The 2015 Assessors Rules also make clear that different provisions apply to legal assessors and legally qualified chairs. If the intention had been to make legally qualified chairs subject to the same requirements as legal assessors, it would have been straightforward to do so.
In addition, it was found that the discretion afforded to legally qualified chairs did not necessarily breach the requirements of Article 6. The issue of whether in any particular case Article 6 rights had been infringed was something to be determined on the facts of that case, and it was therefore not the case that the discretion itself was unlawful.
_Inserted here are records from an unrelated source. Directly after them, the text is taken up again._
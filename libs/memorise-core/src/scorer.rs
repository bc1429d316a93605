//! Scoring a typed reconstruction against the text being memorised.

use std::borrow::Cow;

use crate::error::{CompareError, Result, Side};
use crate::lcs;
use crate::segment;
use crate::types::CompareOptions;
use serde::Serialize;

/// Status of one reference unit after alignment.
#[derive(Debug, Clone, PartialEq, Eq, Serialize)]
#[serde(tag = "status", rename_all = "snake_case")]
pub enum AlignmentEntry {
    /// Reproduced in the correct relative order.
    Correct { unit: String },
    /// Not reproduced.
    Missed { unit: String },
    /// Not reproduced; the user typed `actual` in its place.
    Wrong { expected: String, actual: String },
}

impl AlignmentEntry {
    /// The reference unit this entry stands for.
    pub fn expected(&self) -> &str {
        match self {
            Self::Correct { unit } | Self::Missed { unit } => unit,
            Self::Wrong { expected, .. } => expected,
        }
    }

    pub fn is_correct(&self) -> bool {
        matches!(self, Self::Correct { .. })
    }

    fn kind(&self) -> SegmentKind {
        match self {
            Self::Correct { .. } => SegmentKind::Correct,
            Self::Missed { .. } => SegmentKind::Missed,
            Self::Wrong { .. } => SegmentKind::Wrong,
        }
    }
}

/// Kind of a rendered run of entries.
#[derive(Debug, Clone, Copy, PartialEq, Eq, Serialize)]
#[serde(rename_all = "snake_case")]
pub enum SegmentKind {
    Correct,
    Missed,
    Wrong,
}

/// Consecutive `Correct` or `Missed` entries joined for display, or a single
/// `Wrong` entry.
#[derive(Debug, Clone, PartialEq, Eq, Serialize)]
pub struct DiffSegment {
    /// Reference text covered by this run.
    pub text: String,
    pub kind: SegmentKind,
    /// What the user typed instead (only for `Wrong` segments).
    #[serde(skip_serializing_if = "Option::is_none")]
    pub actual: Option<String>,
}

/// Outcome of one comparison. One entry per reference unit, in reference
/// order.
#[derive(Debug, Clone, PartialEq, Eq, Serialize)]
pub struct ComparisonResult {
    total: usize,
    correct_count: usize,
    missed_count: usize,
    wrong_count: usize,
    extra_count: usize,
    accuracy: u8,
    entries: Vec<AlignmentEntry>,
}

impl ComparisonResult {
    /// Number of reference units.
    pub fn total(&self) -> usize {
        self.total
    }

    pub fn correct_count(&self) -> usize {
        self.correct_count
    }

    pub fn missed_count(&self) -> usize {
        self.missed_count
    }

    pub fn wrong_count(&self) -> usize {
        self.wrong_count
    }

    /// Candidate units that align with no reference unit.
    pub fn extra_count(&self) -> usize {
        self.extra_count
    }

    /// Percentage of reference units reproduced, rounded half up.
    pub fn accuracy(&self) -> u8 {
        self.accuracy
    }

    pub fn entries(&self) -> &[AlignmentEntry] {
        &self.entries
    }

    /// Whether accuracy reaches `threshold` percent.
    pub fn is_passing(&self, threshold: u8) -> bool {
        self.accuracy >= threshold
    }

    /// The aligned subsequence as text.
    pub fn matched_text(&self) -> String {
        self.entries
            .iter()
            .filter(|e| e.is_correct())
            .map(AlignmentEntry::expected)
            .collect()
    }

    /// Group consecutive `Correct` and `Missed` entries into display runs.
    /// Every `Wrong` entry becomes its own segment.
    pub fn segments(&self) -> Vec<DiffSegment> {
        let mut segments: Vec<DiffSegment> = Vec::new();

        for entry in &self.entries {
            let kind = entry.kind();
            let actual = match entry {
                AlignmentEntry::Wrong { actual, .. } => Some(actual.as_str()),
                _ => None,
            };

            match segments.last_mut() {
                // Each Wrong entry keeps its own pairing with what was typed.
                Some(last) if last.kind == kind && kind != SegmentKind::Wrong => {
                    last.text.push_str(entry.expected());
                }
                _ => segments.push(DiffSegment {
                    text: entry.expected().to_string(),
                    kind,
                    actual: actual.map(str::to_string),
                }),
            }
        }

        segments
    }
}

/// Compare with default options.
pub fn compare(reference: &str, candidate: &str) -> Result<ComparisonResult> {
    compare_with(reference, candidate, &CompareOptions::default())
}

#[derive(Debug, Clone, Copy, PartialEq)]
enum Slot {
    Unmatched,
    Matched,
    /// Paired with the candidate unit at this index.
    Substituted(usize),
}

/// Compare a reconstruction against the reference text.
///
/// Fails only on precondition violations: an empty reference, either side
/// exceeding `options.max_units`, or the alignment table exceeding
/// `options.max_cells`.
pub fn compare_with(
    reference: &str,
    candidate: &str,
    options: &CompareOptions,
) -> Result<ComparisonResult> {
    let ref_units = segment::units(reference, options.granularity);
    if ref_units.is_empty() {
        return Err(CompareError::EmptyReference);
    }
    let cand_units = segment::units(candidate, options.granularity);

    check_len(Side::Reference, ref_units.len(), options.max_units)?;
    check_len(Side::Candidate, cand_units.len(), options.max_units)?;

    let cells = lcs::LcsTable::cell_count(ref_units.len(), cand_units.len());
    if cells > options.max_cells {
        return Err(CompareError::TableTooLarge {
            cells,
            max: options.max_cells,
        });
    }

    let ref_keys = comparison_keys(&ref_units, options.case_sensitive);
    let cand_keys = comparison_keys(&cand_units, options.case_sensitive);
    let pairs = lcs::align(&ref_keys, &cand_keys);

    let mut slots = vec![Slot::Unmatched; ref_units.len()];
    for &(r, _) in &pairs {
        slots[r] = Slot::Matched;
    }

    if options.annotate_substitutions {
        pair_gaps(&pairs, ref_units.len(), cand_units.len(), &mut slots);
    }

    let mut correct_count = 0;
    let mut missed_count = 0;
    let mut wrong_count = 0;
    let entries: Vec<AlignmentEntry> = ref_units
        .iter()
        .zip(&slots)
        .map(|(unit, slot)| match *slot {
            Slot::Matched => {
                correct_count += 1;
                AlignmentEntry::Correct {
                    unit: unit.to_string(),
                }
            }
            Slot::Unmatched => {
                missed_count += 1;
                AlignmentEntry::Missed {
                    unit: unit.to_string(),
                }
            }
            Slot::Substituted(c) => {
                wrong_count += 1;
                AlignmentEntry::Wrong {
                    expected: unit.to_string(),
                    actual: cand_units[c].to_string(),
                }
            }
        })
        .collect();

    let total = entries.len();
    Ok(ComparisonResult {
        total,
        correct_count,
        missed_count,
        wrong_count,
        extra_count: cand_units.len() - correct_count - wrong_count,
        accuracy: percent(correct_count, total),
        entries,
    })
}

fn check_len(side: Side, len: usize, max: usize) -> Result<()> {
    if len > max {
        return Err(CompareError::TooLong { side, len, max });
    }
    Ok(())
}

fn comparison_keys<'a>(units: &[&'a str], case_sensitive: bool) -> Vec<Cow<'a, str>> {
    units
        .iter()
        .map(|u| {
            if case_sensitive {
                Cow::Borrowed(*u)
            } else {
                Cow::Owned(u.to_lowercase())
            }
        })
        .collect()
}

/// Between consecutive matched pairs, pair the k-th unmatched reference unit
/// with the k-th unmatched candidate unit of the same gap.
fn pair_gaps(pairs: &[(usize, usize)], ref_len: usize, cand_len: usize, slots: &mut [Slot]) {
    let mut ref_start = 0;
    let mut cand_start = 0;
    let end = (ref_len, cand_len);

    for &(r, c) in pairs.iter().chain(std::iter::once(&end)) {
        for (ri, ci) in (ref_start..r).zip(cand_start..c) {
            slots[ri] = Slot::Substituted(ci);
        }
        ref_start = r + 1;
        cand_start = c + 1;
    }
}

/// `round(100 * part / whole)` with halves rounded up. `whole` is non-zero.
fn percent(part: usize, whole: usize) -> u8 {
    ((200 * part + whole) / (2 * whole)) as u8
}
pub mod compare;
#[tokio::main]
async fn main() -> anyhow::Result<()> {
    memorise_backend::run().await
}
The case of Nwabueze v General Medical Council  1 WLR 1760 was considered in this regard. In that case, the legal assessor gave advice to the panel during its deliberations, and that advice was not known to the parties until the panel announced its decision. The Privy Council found that, although fairness required that the parties should have had a chance to comment on the advice given to the panel by the legal assessor, determining whether or not there had been an infringement of the right to a fair hearing was fact specific. In Nwabueze, there had been no defect in the advice of the legal assessor, and so the requirements of fairness had not been breached.